Task instructions: Search the material below for the string "match" and copy each line where it appears.

======== Source data

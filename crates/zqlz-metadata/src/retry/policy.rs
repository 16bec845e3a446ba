use std::future::Future;

use zqlz_core::ProgressMonitor;

use super::BackoffStrategy;
use crate::error::{MetadataError, MetadataResult};

/// Bounded retry: at most `max_attempts` tries in total, sleeping according
/// to the backoff strategy between them.
#[derive(Debug, Clone)]
pub struct RetryPolicy {
    max_attempts: u32,
    backoff: BackoffStrategy,
}

impl RetryPolicy {
    /// `max_attempts` counts the first try; values below 1 are raised to 1.
    pub fn new(max_attempts: u32, backoff: BackoffStrategy) -> Self {
        Self {
            max_attempts: max_attempts.max(1),
            backoff,
        }
    }

    /// A policy that never retries
    pub fn no_retry() -> Self {
        Self::new(1, BackoffStrategy::default())
    }

    pub fn max_attempts(&self) -> u32 {
        self.max_attempts
    }

    pub fn backoff(&self) -> &BackoffStrategy {
        &self.backoff
    }
}

impl Default for RetryPolicy {
    fn default() -> Self {
        Self::new(3, BackoffStrategy::default())
    }
}

/// Run `op` until it succeeds, fails with an error `is_retryable` rejects, or
/// the policy runs out of attempts. The monitor is checked before every
/// attempt and the backoff sleep is cut short when it is cancelled; either
/// way the result is [`MetadataError::Cancelled`].
///
/// `op` receives the zero-based attempt number.
pub async fn retry_with_policy<T, F, Fut>(
    policy: &RetryPolicy,
    monitor: &dyn ProgressMonitor,
    is_retryable: impl Fn(&MetadataError) -> bool,
    mut op: F,
) -> MetadataResult<T>
where
    F: FnMut(u32) -> Fut,
    Fut: Future<Output = MetadataResult<T>>,
{
    let mut attempt = 0;
    loop {
        if monitor.is_cancelled() {
            return Err(MetadataError::Cancelled);
        }

        let err = match op(attempt).await {
            Ok(value) => return Ok(value),
            Err(err) => err,
        };

        if !is_retryable(&err) || attempt + 1 >= policy.max_attempts {
            tracing::debug!(attempt, error = %err, "giving up");
            return Err(err);
        }

        let delay = policy.backoff.calculate_delay(attempt);
        tracing::warn!(
            attempt,
            delay_ms = delay.as_millis() as u64,
            error = %err,
            "metadata load failed, retrying"
        );

        match monitor.cancellation_token() {
            Some(token) => {
                tokio::select! {
                    _ = token.cancelled() => return Err(MetadataError::Cancelled),
                    _ = tokio::time::sleep(delay) => {}
                }
            }
            None => tokio::time::sleep(delay).await,
        }

        attempt += 1;
    }
}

================

Answer box:
        let err = match op(attempt).await {
        match monitor.cancellation_token() {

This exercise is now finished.